Bürokratie-Irrsinn beim Bierbrauen
„Das ist wichtig für den Zoll“, erklärt Klindworth. Denn einmal im Monat muss er eine Biersteuererklärung abgeben. Die Kosten für die Biersteuer belaufen sich auf rund 1000 Euro im Jahr. „Die Bürokratie ist der totale Wahnsinn“, sagt Klindworth. Dennoch macht ihm das Bierbrauen großen Spaß und er freut sich, wenn sein Bier den Genießern schmeckt. Das Sauensieker Bier wird später in Fässer, aber auch in Flaschen abgefüllt - ebenfalls eine aufwendige Prozedur, da in Sauensiek noch per Hand abgefüllt wird.

Beliebte Sonderedition: das Naturbadbier - ein Blonde Ale. Foto: Laudien
Bier gehört zu den Lieblingsgetränken der Deutschen. Das hat sogar die UNESCO gewürdigt und das deutsche Brauhandwerk zum immateriellen Kulturgut erklärt. Lange Zeit war die Zahl der Brauereien in Deutschland gewachsen, auch durch die Trendwelle kleiner Craftbier-Brauereien.

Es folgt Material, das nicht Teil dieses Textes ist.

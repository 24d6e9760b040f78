//! Two-step delete confirmation flow.
//!
//! # Responsibility
//! - Park a delete request until the user confirms or cancels it.
//!
//! # Invariants
//! - States are idle (no target) and pending-confirmation (target set).
//! - The delete mutation is issued only from `confirm`; `cancel` never
//!   mutates.

use crate::model::contact::ContactId;
use crate::storage::{ContactStorage, StorageResult};
use crate::store::contact_store::ContactStore;

/// Confirmation state for the list view's delete action.
#[derive(Debug, Default)]
pub struct DeleteConfirmation {
    target: Option<ContactId>,
}

impl DeleteConfirmation {
    /// Starts in the idle state.
    pub fn new() -> Self {
        Self::default()
    }

    /// Id awaiting confirmation, if any.
    pub fn pending(&self) -> Option<ContactId> {
        self.target
    }

    pub fn is_pending(&self) -> bool {
        self.target.is_some()
    }

    /// Enters pending-confirmation for `id`.
    ///
    /// A second request before the first resolves replaces the target.
    pub fn request(&mut self, id: ContactId) {
        self.target = Some(id);
    }

    /// Returns to idle without mutating anything.
    pub fn cancel(&mut self) {
        self.target = None;
    }

    /// Applies the pending delete against the store and returns to idle.
    ///
    /// Returns the confirmed target id, or `None` when no request was
    /// pending (confirm without request is a no-op).
    pub fn confirm<S: ContactStorage>(
        &mut self,
        store: &mut ContactStore<S>,
    ) -> StorageResult<Option<ContactId>> {
        match self.target.take() {
            Some(id) => {
                store.delete(id)?;
                Ok(Some(id))
            }
            None => Ok(None),
        }
    }
}
//! Logging bootstrap.
//!
//! # Responsibility
//! - Initialize file-based rolling logs exactly once per process.
//!
//! # Invariants
//! - Initialization is idempotent for an identical level + directory.
//! - Re-initialization with a different level or directory is rejected.
//! - Initialization never panics.

use flexi_logger::{Cleanup, Criterion, FileSpec, Logger, LoggerHandle, Naming, WriteMode};
use log::info;
use once_cell::sync::OnceCell;
use std::path::{Path, PathBuf};

const LOG_FILE_BASENAME: &str = "pulsebook";
const MAX_LOG_FILE_SIZE_BYTES: u64 = 5 * 1024 * 1024;
const MAX_LOG_FILES: usize = 3;

static LOGGING_STATE: OnceCell<LoggingState> = OnceCell::new();

struct LoggingState {
    level: &'static str,
    log_dir: PathBuf,
    _logger: LoggerHandle,
}

/// Initializes rolling file logging with the given level and directory.
///
/// # Errors
/// - Unsupported `level`, empty or non-absolute `log_dir`.
/// - Logger backend setup failure.
/// - Re-initialization with a different level or directory.
pub fn init_logging(level: &str, log_dir: &str) -> Result<(), String> {
    let level = normalize_level(level)?;
    let log_dir = normalize_log_dir(log_dir)?;

    let state = LOGGING_STATE.get_or_try_init(|| start_logger(level, log_dir.clone()))?;

    if state.log_dir != log_dir {
        return Err(format!(
            "logging already initialized at `{}`; refusing to switch to `{}`",
            state.log_dir.display(),
            log_dir.display()
        ));
    }
    if state.level != level {
        return Err(format!(
            "logging already initialized with level `{}`; refusing to switch to `{level}`",
            state.level
        ));
    }

    Ok(())
}

/// Returns `(level, log_dir)` when logging is active.
pub fn logging_status() -> Option<(&'static str, PathBuf)> {
    LOGGING_STATE
        .get()
        .map(|state| (state.level, state.log_dir.clone()))
}

/// Default log level for the current build mode: `debug` in debug builds,
/// `info` in release builds.
pub fn default_log_level() -> &'static str {
    if cfg!(debug_assertions) {
        "debug"
    } else {
        "info"
    }
}

fn start_logger(level: &'static str, log_dir: PathBuf) -> Result<LoggingState, String> {
    std::fs::create_dir_all(&log_dir).map_err(|err| {
        format!(
            "failed to create log directory `{}`: {err}",
            log_dir.display()
        )
    })?;

    let logger = Logger::try_with_str(level)
        .map_err(|err| format!("invalid log level `{level}`: {err}"))?
        .log_to_file(
            FileSpec::default()
                .directory(log_dir.as_path())
                .basename(LOG_FILE_BASENAME),
        )
        .rotate(
            Criterion::Size(MAX_LOG_FILE_SIZE_BYTES),
            Naming::Numbers,
            Cleanup::KeepLogFiles(MAX_LOG_FILES),
        )
        .write_mode(WriteMode::BufferAndFlush)
        .append()
        .format_for_files(flexi_logger::detailed_format)
        .start()
        .map_err(|err| format!("failed to start logger: {err}"))?;

    info!(
        "event=app_start module=core status=ok platform={} version={} level={} log_dir={}",
        std::env::consts::OS,
        env!("CARGO_PKG_VERSION"),
        level,
        log_dir.display()
    );

    Ok(LoggingState {
        level,
        log_dir,
        _logger: logger,
    })
}

fn normalize_level(level: &str) -> Result<&'static str, String> {
    match level.trim().to_ascii_lowercase().as_str() {
        "trace" => Ok("trace"),
        "debug" => Ok("debug"),
        "info" => Ok("info"),
        "warn" | "warning" => Ok("warn"),
        "error" => Ok("error"),
        other => Err(format!(
            "unsupported log level `{other}`; expected trace|debug|info|warn|error"
        )),
    }
}

fn normalize_log_dir(log_dir: &str) -> Result<PathBuf, String> {
    let trimmed = log_dir.trim();
    if trimmed.is_empty() {
        return Err("log_dir cannot be empty".to_string());
    }
    let path = Path::new(trimmed);
    if !path.is_absolute() {
        return Err(format!("log_dir must be an absolute path, got `{trimmed}`"));
    }
    Ok(path.to_path_buf())
}
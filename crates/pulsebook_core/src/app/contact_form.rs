//! Contact form controller.
//!
//! # Responsibility
//! - Bridge raw form input to store mutations: validate first, dispatch
//!   only on success.
//! - Prefill the edit form from an existing record.
//!
//! # Invariants
//! - A draft that fails validation never reaches the store.
//! - `submit_edit` preserves the given id; ids are immutable.

use crate::form::validator::{validate_contact, ContactDraft, FieldErrors};
use crate::model::contact::ContactId;
use crate::storage::{ContactStorage, StorageError};
use crate::store::contact_store::ContactStore;
use std::error::Error;
use std::fmt::{Display, Formatter};

/// Why a form submission did not go through.
#[derive(Debug)]
pub enum FormError {
    /// The draft violated the schema; submission is blocked until every
    /// listed field is fixed.
    Validation(FieldErrors),
    /// The mutation was accepted but could not be persisted.
    Storage(StorageError),
}

impl Display for FormError {
    fn fmt(&self, f: &mut Formatter<'_>) -> std::fmt::Result {
        match self {
            Self::Validation(errors) => {
                write!(f, "contact form has {} invalid field(s)", errors.len())
            }
            Self::Storage(err) => write!(f, "{err}"),
        }
    }
}

impl Error for FormError {
    fn source(&self) -> Option<&(dyn Error + 'static)> {
        match self {
            Self::Validation(_) => None,
            Self::Storage(err) => Some(err),
        }
    }
}

impl From<StorageError> for FormError {
    fn from(value: StorageError) -> Self {
        Self::Storage(value)
    }
}

/// Builds a draft prefilled from an existing record, for the edit form.
///
/// Returns `None` when the id is unknown.
pub fn prefill<S: ContactStorage>(
    store: &ContactStore<S>,
    id: ContactId,
) -> Option<ContactDraft> {
    store.get(id).map(|contact| ContactDraft {
        name: contact.name.clone(),
        email: contact.email.clone(),
        phone: contact.phone.clone(),
        address: contact.address.clone().unwrap_or_default(),
        status: contact.status.as_str().to_string(),
    })
}

/// Validates a draft and appends a new contact with a fresh id.
pub fn submit_new<S: ContactStorage>(
    store: &mut ContactStore<S>,
    draft: &ContactDraft,
) -> Result<ContactId, FormError> {
    let validated = validate_contact(draft).map_err(FormError::Validation)?;
    let id = store.add(validated.into_contact())?;
    Ok(id)
}

/// Validates a draft and replaces the record with the given id.
///
/// The store silently ignores unknown ids; once validation passes the
/// submission counts as accepted either way.
pub fn submit_edit<S: ContactStorage>(
    store: &mut ContactStore<S>,
    id: ContactId,
    draft: &ContactDraft,
) -> Result<(), FormError> {
    let validated = validate_contact(draft).map_err(FormError::Validation)?;
    store.edit(validated.into_contact_with_id(id))?;
    Ok(())
}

Doch seit der Corona-Pandemie ist die Zahl der deutschen Brauereien gesunken. In der letzten Zeit wurden laut Deutschem Brauer-Bund mehr als 90 Brauereien geschlossen.
Uriges Etikett mit Keilerkopf
Dass Klindworth die Kunst des Bierbrauens inzwischen sehr gut beherrscht, bestätigt vor allem die Beliebtheit seiner Biere. Besonders begehrt sind auch Sorten zu besonderen Anlässen wie Weihnachtsbier, das Erntebier oder Kreationen wie das Naturbadbier - und das Belgisch Blond.

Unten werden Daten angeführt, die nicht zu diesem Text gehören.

//! Epidemiological API client.
//!
//! # Responsibility
//! - Issue read-only GET requests against the remote API and parse the
//!   payloads.
//! - Emit `remote_fetch` logging events with duration and status.
//!
//! # Invariants
//! - No retry, no backoff, no caching; a failed request is reported once
//!   and dropped.
//! - Non-2xx responses are errors, never partial data.

use crate::remote::models::{CountrySnapshot, HistoricalSeries};
use log::{info, warn};
use std::error::Error;
use std::fmt::{Display, Formatter};
use std::time::{Duration, Instant};

/// Public disease.sh v3 base URL.
pub const DEFAULT_API_URL: &str = "https://disease.sh/v3/covid-19";

const REQUEST_TIMEOUT: Duration = Duration::from_secs(15);

pub type RemoteResult<T> = Result<T, RemoteError>;

/// Fetch/parse errors of the remote clients.
#[derive(Debug)]
pub enum RemoteError {
    Http(reqwest::Error),
    UnexpectedStatus(u16),
}

impl Display for RemoteError {
    fn fmt(&self, f: &mut Formatter<'_>) -> std::fmt::Result {
        match self {
            Self::Http(err) => write!(f, "{err}"),
            Self::UnexpectedStatus(code) => write!(f, "unexpected response status {code}"),
        }
    }
}

impl Error for RemoteError {
    fn source(&self) -> Option<&(dyn Error + 'static)> {
        match self {
            Self::Http(err) => Some(err),
            Self::UnexpectedStatus(_) => None,
        }
    }
}

impl From<reqwest::Error> for RemoteError {
    fn from(value: reqwest::Error) -> Self {
        Self::Http(value)
    }
}

/// Read-only client for the epidemiological API.
pub struct EpidemicClient {
    base_url: String,
    http: reqwest::Client,
}

impl EpidemicClient {
    /// Creates a client against `base_url` (trailing slashes stripped).
    pub fn new(base_url: impl Into<String>) -> Self {
        let base_url: String = base_url.into();
        let http = reqwest::Client::builder()
            .timeout(REQUEST_TIMEOUT)
            .user_agent(concat!("pulsebook/", env!("CARGO_PKG_VERSION")))
            .build()
            .unwrap_or_else(|_| reqwest::Client::new());
        Self {
            base_url: base_url.trim_end_matches('/').to_string(),
            http,
        }
    }

    /// Base URL this client targets.
    pub fn base_url(&self) -> &str {
        &self.base_url
    }

    /// Fetches the all-time cumulative case/death/recovery series.
    pub async fn historical_all(&self) -> RemoteResult<HistoricalSeries> {
        let url = format!("{}/historical/all?lastdays=all", self.base_url);
        self.get_json(&url, "historical_all").await
    }

    /// Fetches per-country snapshots.
    pub async fn countries(&self) -> RemoteResult<Vec<CountrySnapshot>> {
        let url = format!("{}/countries", self.base_url);
        self.get_json(&url, "countries").await
    }

    async fn get_json<T: serde::de::DeserializeOwned>(
        &self,
        url: &str,
        operation: &str,
    ) -> RemoteResult<T> {
        let started_at = Instant::now();

        let response = match self.http.get(url).send().await {
            Ok(response) => response,
            Err(err) => {
                warn!(
                    "event=remote_fetch module=remote status=error operation={} duration_ms={} error={}",
                    operation,
                    started_at.elapsed().as_millis(),
                    err
                );
                return Err(err.into());
            }
        };

        let status = response.status();
        if !status.is_success() {
            warn!(
                "event=remote_fetch module=remote status=error operation={} http_status={} duration_ms={}",
                operation,
                status.as_u16(),
                started_at.elapsed().as_millis()
            );
            return Err(RemoteError::UnexpectedStatus(status.as_u16()));
        }

        match response.json::<T>().await {
            Ok(parsed) => {
                info!(
                    "event=remote_fetch module=remote status=ok operation={} duration_ms={}",
                    operation,
                    started_at.elapsed().as_millis()
                );
                Ok(parsed)
            }
            Err(err) => {
                warn!(
                    "event=remote_fetch module=remote status=error operation={} duration_ms={} error={}",
                    operation,
                    started_at.elapsed().as_millis(),
                    err
                );
                Err(err.into())
            }
        }
    }
}

impl Default for EpidemicClient {
    fn default() -> Self {
        Self::new(DEFAULT_API_URL)
    }
}
//! Application-level view flows.
//!
//! # Responsibility
//! - Model navigation targets and the stateful view behaviors that sit
//!   between user input and store mutations.
//! - Keep these flows free of any UI framework so hosts (CLI, embedded
//!   UI) only render.

pub mod contact_form;
pub mod delete_confirm;
pub mod route;
//! Contact store over a pluggable storage backend.
//!
//! # Responsibility
//! - Provide the add/edit/delete mutation surface consumed by views.
//! - Re-serialize the full collection to durable storage after every
//!   applied mutation, then notify subscribers.
//!
//! # Invariants
//! - Records arriving here already satisfy the form schema; the store
//!   performs no shape validation of its own.
//! - `edit` of an unknown id neither persists nor notifies; `delete`
//!   re-persists unconditionally.

use crate::model::contact::{Contact, ContactId};
use crate::storage::{ContactStorage, StorageResult};
use crate::store::subscribers::{SubscriberRegistry, SubscriptionId};
use log::{debug, info};

/// Mutable collection state owned by the top-level application object and
/// passed by reference to consumers.
pub struct ContactStore<S: ContactStorage> {
    storage: S,
    contacts: Vec<Contact>,
    subscribers: SubscriberRegistry,
}

impl<S: ContactStorage> ContactStore<S> {
    /// Hydrates the store from durable storage.
    ///
    /// Absent or unparsable content yields an empty collection; hydration
    /// never fails.
    pub fn hydrate(storage: S) -> Self {
        let contacts = storage.load();
        info!(
            "event=store_hydrate module=store status=ok count={}",
            contacts.len()
        );
        Self {
            storage,
            contacts,
            subscribers: SubscriberRegistry::new(),
        }
    }

    /// Current collection, in insertion order.
    pub fn contacts(&self) -> &[Contact] {
        &self.contacts
    }

    /// Looks up one contact by id.
    pub fn get(&self, id: ContactId) -> Option<&Contact> {
        self.contacts.iter().find(|contact| contact.id == id)
    }

    pub fn len(&self) -> usize {
        self.contacts.len()
    }

    pub fn is_empty(&self) -> bool {
        self.contacts.is_empty()
    }

    /// Appends a contact, persists, and notifies subscribers.
    ///
    /// Returns the id of the stored record.
    pub fn add(&mut self, contact: Contact) -> StorageResult<ContactId> {
        let id = contact.id;
        self.contacts.push(contact);
        self.persist("add")?;
        self.subscribers.notify_all(&self.contacts);
        Ok(id)
    }

    /// Replaces the record whose id matches `contact.id`.
    ///
    /// Unknown ids are silently ignored: nothing is persisted and no
    /// subscriber fires.
    pub fn edit(&mut self, contact: Contact) -> StorageResult<()> {
        match self
            .contacts
            .iter_mut()
            .find(|existing| existing.id == contact.id)
        {
            Some(slot) => {
                *slot = contact;
                self.persist("edit")?;
                self.subscribers.notify_all(&self.contacts);
            }
            None => {
                debug!(
                    "event=store_edit module=store status=missing id={}",
                    contact.id
                );
            }
        }
        Ok(())
    }

    /// Removes the record whose id matches.
    ///
    /// The collection is re-persisted and subscribers are notified even
    /// when the id was absent.
    pub fn delete(&mut self, id: ContactId) -> StorageResult<()> {
        self.contacts.retain(|contact| contact.id != id);
        self.persist("delete")?;
        self.subscribers.notify_all(&self.contacts);
        Ok(())
    }

    /// Registers a listener invoked with the full collection after every
    /// applied mutation.
    pub fn subscribe(&mut self, listener: impl Fn(&[Contact]) + 'static) -> SubscriptionId {
        self.subscribers.register(Box::new(listener))
    }

    /// Removes a listener. Returns whether it was registered.
    pub fn unsubscribe(&mut self, id: SubscriptionId) -> bool {
        self.subscribers.remove(id)
    }

    fn persist(&self, operation: &str) -> StorageResult<()> {
        self.storage.save(&self.contacts)?;
        debug!(
            "event=store_persist module=store status=ok operation={} count={}",
            operation,
            self.contacts.len()
        );
        Ok(())
    }
}
//! Application routes.

use crate::model::contact::ContactId;
use std::fmt::{Display, Formatter};
use uuid::Uuid;

/// Navigation targets of the application.
#[derive(Debug, Clone, Copy, PartialEq, Eq)]
pub enum Route {
    /// `/`: contact list.
    ContactList,
    /// `/add`: create form.
    AddContact,
    /// `/edit/:id`: edit form for one contact.
    EditContact(ContactId),
    /// `/dashboard`: charts and map data.
    Dashboard,
}

impl Route {
    /// Parses a path into a route. Unknown paths and malformed edit ids
    /// yield `None`.
    pub fn parse(path: &str) -> Option<Self> {
        match path {
            "/" => Some(Self::ContactList),
            "/add" => Some(Self::AddContact),
            "/dashboard" => Some(Self::Dashboard),
            _ => path
                .strip_prefix("/edit/")
                .and_then(|raw| Uuid::parse_str(raw).ok())
                .map(Self::EditContact),
        }
    }

    /// Formats the route back into its path.
    pub fn to_path(&self) -> String {
        match self {
            Self::ContactList => "/".to_string(),
            Self::AddContact => "/add".to_string(),
            Self::EditContact(id) => format!("/edit/{id}"),
            Self::Dashboard => "/dashboard".to_string(),
        }
    }
}

impl Display for Route {
    fn fmt(&self, f: &mut Formatter<'_>) -> std::fmt::Result {
        write!(f, "{}", self.to_path())
    }
}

20 verschiedene Biersorten vom Maibock bis zum beliebten Keiler-Bier werden über das Jahr in Sauensiek gebraut.

Rund 20 verschiedene Biersorten werden in Sauensiek gebraut. Foto: Laudien
Die abgefüllten 0,5-Liter-Bierflaschen mit Bügelverschluss gibt es inzwischen nicht nur in Sauensiek bei Klindworths Gasthof, sondern auch im Hurtig-Markt an der Hauptstraße in Sauensiek, bei Bäcker Schrader in Apensen und bei Rewe Gierke, Eckdahl in Buxtehude. Das Etikett ist urig: Ein Keilerkopf ziert die Flasche - in Handarbeit aufgeklebt.